The Council on Chiropractic Education (CCE) is an American agency recognized by the United States Department of Education for accreditation of programs and institutions offering the Doctor of Chiropractic degree. The CCE seeks to ensure the quality of chiropractic education in the United States by means of accreditation, educational improvement, and public information.

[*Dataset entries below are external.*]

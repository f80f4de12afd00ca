use crate::error::{JanusError, Result};
use crate::plugins::audio_bridge::AudioBridgeHandle;
use crate::plugins::sip::SipHandle;
use crate::plugins::video_room::VideoRoomHandle;
use crate::plugins::PluginKind;
use crate::protocol::envelope::{Envelope, IncomingMessage};
use crate::protocol::janus_client::ClientInner;
use crate::protocol::janus_handle::JanusHandle;
use std::collections::HashMap;
use std::sync::atomic::{AtomicBool, Ordering};
use std::sync::{Arc, Mutex, Weak};

/// One gateway-side session: a container of plugin handles sharing a
/// keepalive.
///
/// Cloning is cheap and clones refer to the same session. The client's
/// registry owns the session; the session only points back weakly.
#[derive(Clone)]
pub struct JanusSession {
    inner: Arc<SessionInner>,
}

pub(crate) struct SessionInner {
    session_id: u64,
    client: Weak<ClientInner>,
    handles: Mutex<HashMap<u64, Arc<JanusHandle>>>,
    destroyed: AtomicBool,
}

impl std::fmt::Debug for JanusSession {
    fn fmt(&self, f: &mut std::fmt::Formatter<'_>) -> std::fmt::Result {
        f.debug_struct("JanusSession")
            .field("session_id", &self.inner.session_id)
            .finish_non_exhaustive()
    }
}

impl JanusSession {
    pub(crate) fn new(session_id: u64, client: Weak<ClientInner>) -> Self {
        Self {
            inner: Arc::new(SessionInner {
                session_id,
                client,
                handles: Mutex::new(HashMap::new()),
                destroyed: AtomicBool::new(false),
            }),
        }
    }

    pub fn session_id(&self) -> u64 {
        self.inner.session_id
    }

    pub fn handle_count(&self) -> usize {
        self.inner.handles.lock().unwrap().len()
    }

    /// Attach a plugin by package name with a typed kind.
    ///
    /// On success the new handle is registered under this session and
    /// starts receiving the events addressed to it.
    pub async fn attach_plugin(&self, plugin: &str, kind: PluginKind) -> Result<Arc<JanusHandle>> {
        if self.inner.destroyed.load(Ordering::SeqCst) {
            return Err(JanusError::SessionClosed);
        }
        let client = self.inner.client.upgrade().ok_or(JanusError::SessionClosed)?;

        let session_id = self.inner.session_id;
        let reply = client
            .request(|transaction| Envelope::attach(plugin, session_id, transaction))
            .await?;

        let handle_id = IncomingMessage::from_value(reply)
            .data_id()
            .ok_or_else(|| JanusError::decode("data.id"))?;

        let handle = Arc::new(JanusHandle::new(
            handle_id,
            session_id,
            kind,
            self.inner.client.clone(),
        ));
        self.inner
            .handles
            .lock()
            .unwrap()
            .insert(handle_id, handle.clone());
        log::info!(
            "Attached {} as handle {} on session {}",
            plugin,
            handle_id,
            session_id
        );
        Ok(handle)
    }

    /// Attach an arbitrary plugin; events are delivered raw only.
    pub async fn attach(&self, plugin: &str) -> Result<Arc<JanusHandle>> {
        self.attach_plugin(plugin, PluginKind::Generic).await
    }

    pub async fn attach_sip(&self) -> Result<SipHandle> {
        let handle = self
            .attach_plugin("janus.plugin.sip", PluginKind::Sip)
            .await?;
        Ok(SipHandle::new(handle))
    }

    pub async fn attach_audio_bridge(&self) -> Result<AudioBridgeHandle> {
        let handle = self
            .attach_plugin("janus.plugin.audiobridge", PluginKind::AudioBridge)
            .await?;
        Ok(AudioBridgeHandle::new(handle))
    }

    pub async fn attach_video_room(&self) -> Result<VideoRoomHandle> {
        let handle = self
            .attach_plugin("janus.plugin.videoroom", PluginKind::VideoRoom)
            .await?;
        Ok(VideoRoomHandle::new(handle))
    }

    /// Route one asynchronous event to the handle that produced it.
    ///
    /// An event for a handle not in the set is dropped quietly: the handle
    /// may have been detached locally while the event was in flight, which
    /// is an expected race, not an error.
    pub(crate) fn handle_event(&self, message: &IncomingMessage) {
        let Some(sender) = message.sender() else {
            log::debug!(
                "Session {}: event without sender dropped ({})",
                self.inner.session_id,
                message.janus()
            );
            return;
        };
        let handle = self.inner.handles.lock().unwrap().get(&sender).cloned();
        match handle {
            Some(handle) => handle.fire_event(message),
            None => log::debug!(
                "Session {}: event for unknown handle {} dropped",
                self.inner.session_id,
                sender
            ),
        }
    }

    /// Tear the session down.
    ///
    /// Detaches every owned handle (best-effort, fire-and-forget), tells
    /// the gateway to destroy the session, and deregisters from the client.
    /// Events still in flight for the old handles will be dropped.
    pub async fn destroy(&self) {
        if self.inner.destroyed.swap(true, Ordering::SeqCst) {
            return;
        }

        let handles: Vec<Arc<JanusHandle>> = {
            let mut handles = self.inner.handles.lock().unwrap();
            handles.drain().map(|(_, handle)| handle).collect()
        };

        if let Some(client) = self.inner.client.upgrade() {
            for handle in &handles {
                if let Err(e) = handle.detach().await {
                    log::debug!("Detach for handle {} failed: {}", handle.handle_id(), e);
                }
            }
            let session_id = self.inner.session_id;
            if let Err(e) = client
                .fire_and_forget(|transaction| Envelope::destroy(session_id, transaction))
                .await
            {
                log::debug!("Destroy for session {} failed: {}", session_id, e);
            }
            client.remove_session(session_id);
        }
        log::info!("Session {} destroyed", self.inner.session_id);
    }

    /// Local-only teardown, used when the transport closed or the gateway
    /// already reclaimed the session: nothing is sent.
    pub(crate) fn teardown_local(&self) {
        self.inner.destroyed.store(true, Ordering::SeqCst);
        self.inner.handles.lock().unwrap().clear();
    }

    pub fn is_destroyed(&self) -> bool {
        self.inner.destroyed.load(Ordering::SeqCst)
    }
}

The CCE develops accreditation criteria to assess how effectively programs or institutions plan, implement, and evaluate their mission and goals, program objectives, inputs, resources, and outcomes of their chiropractic programs. The CCE is also recognized by the Council for Higher Education Accreditation (CHEA) and is a member of the Association of Specialized and Professional Accreditors (ASPA).

==Accreditation==
During the 1950s and 1960s many chiropractic governing bodies were attempting to secure national accreditation from the United States Government. To meet government criteria the CCE passed measures for its associated schools to require incoming students to have completed at least two years of pre-chiropractic college, and revised their educational standards to meet the expectations of higher education.

On August 26, 1974, the United States Commissioner of Education officially listed the CCE as a "Nationally Recognized Accrediting Agency". This followed the support of the organization's accreditation petition by the Federation of Chiropractic Licensing Boards. Once the CCE secured accreditation this allowed for eligibility for federal education and research grants, student eligibility for federal loans, and gave increased legitimacy for chiropractic as a profession overall. The accreditation of the CCE also allowed organizations such as the FCLB and American Chiropractic Association to put pressure on non-compliant schools to update their curriculums to match the national expectations of all chiropractic schools.